» Exercise directions: Beginning with the line below that contains "let mut stdout" and ending with the line that contains "stdout.write_all(&out)?;", copy every line exactly. Copy nothing else.
--- Records to process Enclosed Below ---
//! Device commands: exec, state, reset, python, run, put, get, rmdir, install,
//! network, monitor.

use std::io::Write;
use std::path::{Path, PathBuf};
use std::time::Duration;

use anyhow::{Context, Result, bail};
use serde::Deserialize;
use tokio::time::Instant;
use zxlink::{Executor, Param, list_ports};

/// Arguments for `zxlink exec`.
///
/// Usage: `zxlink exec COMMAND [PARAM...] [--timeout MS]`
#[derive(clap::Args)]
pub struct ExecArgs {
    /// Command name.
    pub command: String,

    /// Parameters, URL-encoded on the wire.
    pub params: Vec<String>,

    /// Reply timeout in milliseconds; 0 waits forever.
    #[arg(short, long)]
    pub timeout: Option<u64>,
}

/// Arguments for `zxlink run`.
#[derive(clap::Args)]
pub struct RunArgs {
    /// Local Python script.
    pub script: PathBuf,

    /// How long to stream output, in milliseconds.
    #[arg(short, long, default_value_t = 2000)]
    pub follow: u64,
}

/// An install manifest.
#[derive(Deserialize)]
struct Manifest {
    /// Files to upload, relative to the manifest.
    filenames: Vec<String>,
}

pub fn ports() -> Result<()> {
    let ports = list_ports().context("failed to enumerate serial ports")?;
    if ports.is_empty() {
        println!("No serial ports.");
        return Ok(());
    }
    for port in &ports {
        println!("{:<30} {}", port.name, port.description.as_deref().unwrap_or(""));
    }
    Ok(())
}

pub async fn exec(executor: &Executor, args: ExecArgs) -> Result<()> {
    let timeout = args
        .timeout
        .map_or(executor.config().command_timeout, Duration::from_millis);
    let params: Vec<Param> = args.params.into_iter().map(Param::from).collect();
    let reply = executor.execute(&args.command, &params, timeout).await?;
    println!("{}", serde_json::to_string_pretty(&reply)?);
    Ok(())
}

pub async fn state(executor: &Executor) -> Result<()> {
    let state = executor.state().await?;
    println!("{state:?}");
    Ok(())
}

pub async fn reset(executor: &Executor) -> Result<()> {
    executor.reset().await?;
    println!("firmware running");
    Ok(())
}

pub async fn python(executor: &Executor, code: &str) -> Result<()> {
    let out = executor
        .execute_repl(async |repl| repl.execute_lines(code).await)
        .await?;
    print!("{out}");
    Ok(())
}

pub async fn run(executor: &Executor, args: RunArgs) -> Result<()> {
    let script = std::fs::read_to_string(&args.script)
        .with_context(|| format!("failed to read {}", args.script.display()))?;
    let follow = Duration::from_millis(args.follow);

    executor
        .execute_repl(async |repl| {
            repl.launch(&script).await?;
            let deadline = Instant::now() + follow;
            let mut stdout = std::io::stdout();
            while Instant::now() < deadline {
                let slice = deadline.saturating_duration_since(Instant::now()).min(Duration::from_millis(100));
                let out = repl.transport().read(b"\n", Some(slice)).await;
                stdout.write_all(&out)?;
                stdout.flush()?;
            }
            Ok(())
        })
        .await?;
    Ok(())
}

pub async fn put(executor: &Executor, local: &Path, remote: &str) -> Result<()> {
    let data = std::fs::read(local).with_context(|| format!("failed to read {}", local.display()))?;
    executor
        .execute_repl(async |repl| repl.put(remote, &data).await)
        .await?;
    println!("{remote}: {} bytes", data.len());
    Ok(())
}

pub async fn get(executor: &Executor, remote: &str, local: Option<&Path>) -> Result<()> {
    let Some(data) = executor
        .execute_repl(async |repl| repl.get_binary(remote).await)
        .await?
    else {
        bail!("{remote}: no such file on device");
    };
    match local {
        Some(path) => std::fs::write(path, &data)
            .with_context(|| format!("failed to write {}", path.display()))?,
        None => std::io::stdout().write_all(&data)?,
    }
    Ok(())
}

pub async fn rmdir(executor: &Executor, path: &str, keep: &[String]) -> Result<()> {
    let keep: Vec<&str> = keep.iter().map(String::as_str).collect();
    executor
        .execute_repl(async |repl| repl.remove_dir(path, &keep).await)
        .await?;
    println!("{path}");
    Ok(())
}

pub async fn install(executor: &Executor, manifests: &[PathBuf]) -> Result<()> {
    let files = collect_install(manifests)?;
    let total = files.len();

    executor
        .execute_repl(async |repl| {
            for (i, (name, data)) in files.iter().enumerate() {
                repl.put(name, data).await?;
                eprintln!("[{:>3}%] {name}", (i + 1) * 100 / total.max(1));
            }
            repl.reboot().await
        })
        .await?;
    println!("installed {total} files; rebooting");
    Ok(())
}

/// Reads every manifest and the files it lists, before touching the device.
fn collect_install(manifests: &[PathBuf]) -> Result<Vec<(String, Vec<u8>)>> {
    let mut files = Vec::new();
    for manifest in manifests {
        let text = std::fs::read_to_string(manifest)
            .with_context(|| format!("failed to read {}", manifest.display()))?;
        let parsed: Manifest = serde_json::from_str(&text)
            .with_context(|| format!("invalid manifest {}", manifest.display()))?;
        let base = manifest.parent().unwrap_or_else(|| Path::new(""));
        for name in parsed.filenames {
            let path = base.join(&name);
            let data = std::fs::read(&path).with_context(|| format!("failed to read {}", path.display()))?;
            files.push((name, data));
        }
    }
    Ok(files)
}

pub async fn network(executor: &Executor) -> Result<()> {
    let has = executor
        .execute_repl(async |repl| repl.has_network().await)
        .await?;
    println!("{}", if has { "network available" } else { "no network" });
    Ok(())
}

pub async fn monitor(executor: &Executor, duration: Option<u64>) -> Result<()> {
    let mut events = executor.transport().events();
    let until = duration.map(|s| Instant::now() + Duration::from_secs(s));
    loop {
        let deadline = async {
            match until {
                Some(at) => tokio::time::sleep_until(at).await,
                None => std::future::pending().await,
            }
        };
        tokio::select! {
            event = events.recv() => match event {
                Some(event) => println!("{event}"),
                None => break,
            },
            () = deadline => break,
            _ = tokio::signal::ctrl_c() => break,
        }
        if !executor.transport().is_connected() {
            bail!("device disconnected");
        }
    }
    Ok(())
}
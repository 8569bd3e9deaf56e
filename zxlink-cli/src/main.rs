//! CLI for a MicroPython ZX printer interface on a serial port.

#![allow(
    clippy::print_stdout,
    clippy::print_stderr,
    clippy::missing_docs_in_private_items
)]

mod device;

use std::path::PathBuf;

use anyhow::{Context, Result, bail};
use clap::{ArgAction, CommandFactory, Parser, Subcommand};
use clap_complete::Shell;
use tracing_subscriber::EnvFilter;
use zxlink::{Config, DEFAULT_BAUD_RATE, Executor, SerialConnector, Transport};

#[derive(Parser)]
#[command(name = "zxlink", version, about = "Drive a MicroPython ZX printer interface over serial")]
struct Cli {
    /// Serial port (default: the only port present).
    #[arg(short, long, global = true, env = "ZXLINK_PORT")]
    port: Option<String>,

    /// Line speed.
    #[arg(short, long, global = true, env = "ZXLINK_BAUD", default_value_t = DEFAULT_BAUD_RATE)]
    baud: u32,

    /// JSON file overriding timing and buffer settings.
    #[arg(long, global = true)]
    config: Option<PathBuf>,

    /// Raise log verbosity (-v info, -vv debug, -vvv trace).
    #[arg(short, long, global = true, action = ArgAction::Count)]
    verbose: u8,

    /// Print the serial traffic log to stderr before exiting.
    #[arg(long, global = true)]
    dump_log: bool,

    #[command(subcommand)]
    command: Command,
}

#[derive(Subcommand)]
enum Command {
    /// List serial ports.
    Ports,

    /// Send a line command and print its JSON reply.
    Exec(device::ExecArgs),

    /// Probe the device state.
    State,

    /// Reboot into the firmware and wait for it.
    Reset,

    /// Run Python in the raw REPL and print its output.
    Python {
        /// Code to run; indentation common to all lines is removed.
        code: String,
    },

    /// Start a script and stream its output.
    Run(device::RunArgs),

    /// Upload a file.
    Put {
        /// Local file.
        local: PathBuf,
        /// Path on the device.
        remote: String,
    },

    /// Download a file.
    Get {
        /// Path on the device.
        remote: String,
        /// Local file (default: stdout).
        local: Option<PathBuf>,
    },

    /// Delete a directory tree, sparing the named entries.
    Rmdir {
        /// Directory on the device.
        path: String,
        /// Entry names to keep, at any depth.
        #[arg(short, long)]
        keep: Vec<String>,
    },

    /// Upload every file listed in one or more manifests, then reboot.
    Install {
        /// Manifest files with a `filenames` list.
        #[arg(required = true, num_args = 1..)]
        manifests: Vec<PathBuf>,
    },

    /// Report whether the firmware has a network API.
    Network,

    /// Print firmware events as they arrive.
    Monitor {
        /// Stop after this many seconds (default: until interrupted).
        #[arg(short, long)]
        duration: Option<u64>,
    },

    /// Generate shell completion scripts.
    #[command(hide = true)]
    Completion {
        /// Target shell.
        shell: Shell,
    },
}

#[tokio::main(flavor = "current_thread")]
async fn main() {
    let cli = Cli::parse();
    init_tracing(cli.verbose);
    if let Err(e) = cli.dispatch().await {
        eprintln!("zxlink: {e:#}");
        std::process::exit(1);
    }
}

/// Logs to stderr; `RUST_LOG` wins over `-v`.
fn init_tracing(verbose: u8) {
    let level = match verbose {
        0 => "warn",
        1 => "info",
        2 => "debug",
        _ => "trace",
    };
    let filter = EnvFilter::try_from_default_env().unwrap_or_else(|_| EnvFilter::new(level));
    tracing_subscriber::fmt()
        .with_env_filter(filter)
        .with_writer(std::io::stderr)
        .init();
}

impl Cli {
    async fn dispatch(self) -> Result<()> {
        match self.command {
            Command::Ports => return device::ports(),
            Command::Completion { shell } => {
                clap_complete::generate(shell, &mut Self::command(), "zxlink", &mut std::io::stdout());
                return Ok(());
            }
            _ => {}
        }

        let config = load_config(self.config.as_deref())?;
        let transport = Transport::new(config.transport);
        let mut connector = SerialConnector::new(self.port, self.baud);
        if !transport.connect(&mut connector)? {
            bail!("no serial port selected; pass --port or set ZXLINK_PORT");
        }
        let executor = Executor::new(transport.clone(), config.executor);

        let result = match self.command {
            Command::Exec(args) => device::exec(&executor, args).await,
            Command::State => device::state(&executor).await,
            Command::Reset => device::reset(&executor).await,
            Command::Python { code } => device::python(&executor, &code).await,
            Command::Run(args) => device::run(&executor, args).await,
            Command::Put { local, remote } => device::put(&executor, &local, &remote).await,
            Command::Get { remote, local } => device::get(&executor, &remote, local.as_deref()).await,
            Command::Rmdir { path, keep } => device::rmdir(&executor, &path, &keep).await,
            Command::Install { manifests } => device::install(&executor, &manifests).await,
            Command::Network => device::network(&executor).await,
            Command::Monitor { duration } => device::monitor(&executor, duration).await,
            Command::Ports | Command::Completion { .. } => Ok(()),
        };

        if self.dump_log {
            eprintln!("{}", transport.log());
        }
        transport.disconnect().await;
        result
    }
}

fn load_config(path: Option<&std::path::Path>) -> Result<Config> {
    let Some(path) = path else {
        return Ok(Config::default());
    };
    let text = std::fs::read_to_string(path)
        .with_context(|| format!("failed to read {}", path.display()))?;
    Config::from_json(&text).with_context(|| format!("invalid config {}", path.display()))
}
--- End of Enclosed Records to process ---
» Result for this exercise:
            let mut stdout = std::io::stdout();
            while Instant::now() < deadline {
                let slice = deadline.saturating_duration_since(Instant::now()).min(Duration::from_millis(100));
                let out = repl.transport().read(b"\n", Some(slice)).await;
                stdout.write_all(&out)?;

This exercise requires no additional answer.